**Given records**
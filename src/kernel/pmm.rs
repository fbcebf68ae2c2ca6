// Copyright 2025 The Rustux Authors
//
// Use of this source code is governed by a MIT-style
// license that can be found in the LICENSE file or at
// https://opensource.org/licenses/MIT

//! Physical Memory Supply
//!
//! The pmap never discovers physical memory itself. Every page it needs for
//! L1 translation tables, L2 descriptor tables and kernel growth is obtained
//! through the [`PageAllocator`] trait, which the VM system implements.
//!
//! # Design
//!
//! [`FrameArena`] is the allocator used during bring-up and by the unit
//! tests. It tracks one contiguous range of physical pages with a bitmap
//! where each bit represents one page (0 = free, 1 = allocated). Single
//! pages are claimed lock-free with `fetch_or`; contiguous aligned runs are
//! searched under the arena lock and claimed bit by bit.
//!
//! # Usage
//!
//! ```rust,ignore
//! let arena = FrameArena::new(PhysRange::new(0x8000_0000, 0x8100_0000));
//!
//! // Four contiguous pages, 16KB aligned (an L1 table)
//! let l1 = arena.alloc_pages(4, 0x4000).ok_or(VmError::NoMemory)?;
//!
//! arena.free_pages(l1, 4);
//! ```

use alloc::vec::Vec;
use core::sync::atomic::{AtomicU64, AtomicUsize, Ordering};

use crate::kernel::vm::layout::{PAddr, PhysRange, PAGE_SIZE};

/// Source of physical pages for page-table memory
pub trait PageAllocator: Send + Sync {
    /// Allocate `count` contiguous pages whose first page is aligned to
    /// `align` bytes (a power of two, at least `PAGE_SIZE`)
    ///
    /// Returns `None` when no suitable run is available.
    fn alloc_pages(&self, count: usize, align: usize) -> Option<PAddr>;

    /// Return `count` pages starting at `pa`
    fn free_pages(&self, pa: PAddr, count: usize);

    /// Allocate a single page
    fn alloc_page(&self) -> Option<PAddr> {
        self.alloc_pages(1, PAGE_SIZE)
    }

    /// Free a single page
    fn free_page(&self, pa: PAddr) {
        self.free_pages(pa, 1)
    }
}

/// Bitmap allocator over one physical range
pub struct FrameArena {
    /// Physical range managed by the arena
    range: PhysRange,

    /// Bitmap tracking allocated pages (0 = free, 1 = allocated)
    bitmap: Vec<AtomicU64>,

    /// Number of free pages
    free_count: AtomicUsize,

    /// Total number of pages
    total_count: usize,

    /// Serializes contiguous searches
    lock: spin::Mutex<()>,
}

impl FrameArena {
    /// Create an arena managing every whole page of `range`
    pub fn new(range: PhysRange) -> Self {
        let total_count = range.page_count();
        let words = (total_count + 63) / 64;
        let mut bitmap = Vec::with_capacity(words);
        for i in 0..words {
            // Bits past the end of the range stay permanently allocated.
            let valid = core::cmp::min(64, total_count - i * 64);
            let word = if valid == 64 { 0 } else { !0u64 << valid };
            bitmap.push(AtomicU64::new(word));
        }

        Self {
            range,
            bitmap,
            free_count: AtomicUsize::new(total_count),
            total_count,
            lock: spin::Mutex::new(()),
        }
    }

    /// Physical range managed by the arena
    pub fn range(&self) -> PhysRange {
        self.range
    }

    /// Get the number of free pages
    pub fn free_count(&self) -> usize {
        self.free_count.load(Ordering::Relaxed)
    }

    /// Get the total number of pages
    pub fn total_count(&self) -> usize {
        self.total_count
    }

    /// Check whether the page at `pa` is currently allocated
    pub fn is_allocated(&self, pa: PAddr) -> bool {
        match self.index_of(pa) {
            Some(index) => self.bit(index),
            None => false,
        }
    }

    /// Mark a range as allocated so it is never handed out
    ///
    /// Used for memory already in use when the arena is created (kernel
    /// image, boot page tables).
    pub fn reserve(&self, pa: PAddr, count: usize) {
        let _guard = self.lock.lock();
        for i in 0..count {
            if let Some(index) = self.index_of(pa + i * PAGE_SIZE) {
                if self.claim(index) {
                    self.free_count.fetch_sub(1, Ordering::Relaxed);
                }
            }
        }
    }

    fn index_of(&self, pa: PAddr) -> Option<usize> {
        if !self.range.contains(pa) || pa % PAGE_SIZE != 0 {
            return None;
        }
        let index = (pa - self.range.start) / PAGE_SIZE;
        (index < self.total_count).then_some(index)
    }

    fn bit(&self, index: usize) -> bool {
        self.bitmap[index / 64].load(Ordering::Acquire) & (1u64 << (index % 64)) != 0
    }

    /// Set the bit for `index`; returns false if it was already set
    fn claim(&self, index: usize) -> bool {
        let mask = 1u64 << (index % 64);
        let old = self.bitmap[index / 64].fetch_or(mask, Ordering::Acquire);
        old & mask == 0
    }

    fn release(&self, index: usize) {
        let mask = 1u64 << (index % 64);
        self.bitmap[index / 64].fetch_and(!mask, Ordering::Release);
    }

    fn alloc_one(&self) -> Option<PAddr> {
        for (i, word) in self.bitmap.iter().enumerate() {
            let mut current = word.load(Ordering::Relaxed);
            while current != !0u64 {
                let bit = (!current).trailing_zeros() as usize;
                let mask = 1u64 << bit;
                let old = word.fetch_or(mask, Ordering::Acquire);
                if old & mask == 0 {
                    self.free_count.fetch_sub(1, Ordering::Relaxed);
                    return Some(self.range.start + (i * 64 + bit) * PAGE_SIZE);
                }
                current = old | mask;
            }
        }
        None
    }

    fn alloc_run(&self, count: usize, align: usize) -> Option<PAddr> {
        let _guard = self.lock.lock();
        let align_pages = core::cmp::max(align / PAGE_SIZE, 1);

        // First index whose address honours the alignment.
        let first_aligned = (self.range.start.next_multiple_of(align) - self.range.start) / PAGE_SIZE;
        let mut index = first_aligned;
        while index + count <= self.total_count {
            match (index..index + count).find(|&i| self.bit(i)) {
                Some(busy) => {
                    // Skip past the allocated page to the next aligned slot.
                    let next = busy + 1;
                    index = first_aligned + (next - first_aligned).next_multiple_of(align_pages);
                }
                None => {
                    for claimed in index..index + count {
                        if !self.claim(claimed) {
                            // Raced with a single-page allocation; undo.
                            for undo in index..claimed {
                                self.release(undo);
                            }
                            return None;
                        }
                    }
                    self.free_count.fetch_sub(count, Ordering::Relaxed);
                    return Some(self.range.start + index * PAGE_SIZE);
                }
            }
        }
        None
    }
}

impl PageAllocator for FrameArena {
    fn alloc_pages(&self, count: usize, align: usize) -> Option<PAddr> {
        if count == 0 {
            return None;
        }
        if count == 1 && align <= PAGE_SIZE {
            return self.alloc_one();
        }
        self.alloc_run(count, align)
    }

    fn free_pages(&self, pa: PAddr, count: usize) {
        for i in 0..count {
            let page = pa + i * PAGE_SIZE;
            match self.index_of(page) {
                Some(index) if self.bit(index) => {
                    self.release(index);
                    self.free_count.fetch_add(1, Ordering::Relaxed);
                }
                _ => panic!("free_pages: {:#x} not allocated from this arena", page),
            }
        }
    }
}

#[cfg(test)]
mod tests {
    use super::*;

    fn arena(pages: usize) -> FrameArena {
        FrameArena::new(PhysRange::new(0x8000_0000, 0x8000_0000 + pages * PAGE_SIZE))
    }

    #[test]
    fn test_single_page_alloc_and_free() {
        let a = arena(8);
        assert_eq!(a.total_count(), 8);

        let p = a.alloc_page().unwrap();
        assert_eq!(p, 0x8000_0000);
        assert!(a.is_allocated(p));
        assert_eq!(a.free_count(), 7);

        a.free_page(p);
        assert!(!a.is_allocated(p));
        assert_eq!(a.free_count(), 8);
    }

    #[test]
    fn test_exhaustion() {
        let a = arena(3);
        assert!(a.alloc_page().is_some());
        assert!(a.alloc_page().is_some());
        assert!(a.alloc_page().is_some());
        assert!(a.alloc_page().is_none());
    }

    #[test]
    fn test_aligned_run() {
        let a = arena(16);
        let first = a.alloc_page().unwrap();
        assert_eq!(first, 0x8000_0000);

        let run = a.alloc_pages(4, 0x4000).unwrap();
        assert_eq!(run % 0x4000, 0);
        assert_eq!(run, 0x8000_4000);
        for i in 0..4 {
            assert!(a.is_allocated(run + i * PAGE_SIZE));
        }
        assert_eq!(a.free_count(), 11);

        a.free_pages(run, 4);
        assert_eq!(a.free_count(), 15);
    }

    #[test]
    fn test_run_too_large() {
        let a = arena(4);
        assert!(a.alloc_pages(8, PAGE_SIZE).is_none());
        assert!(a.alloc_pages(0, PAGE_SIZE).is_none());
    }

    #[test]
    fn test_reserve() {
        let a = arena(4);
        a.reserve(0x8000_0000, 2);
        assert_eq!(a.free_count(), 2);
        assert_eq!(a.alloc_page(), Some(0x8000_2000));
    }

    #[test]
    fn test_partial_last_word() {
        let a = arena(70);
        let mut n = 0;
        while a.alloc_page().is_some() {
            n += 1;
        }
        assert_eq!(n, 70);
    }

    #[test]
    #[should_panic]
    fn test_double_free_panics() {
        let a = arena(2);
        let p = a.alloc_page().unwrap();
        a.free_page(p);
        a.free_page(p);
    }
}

**Work task**
Work through the records above. Copy every line with the string "this".

**Output of the task**
// Use of this source code is governed by a MIT-style
                _ => panic!("free_pages: {:#x} not allocated from this arena", page),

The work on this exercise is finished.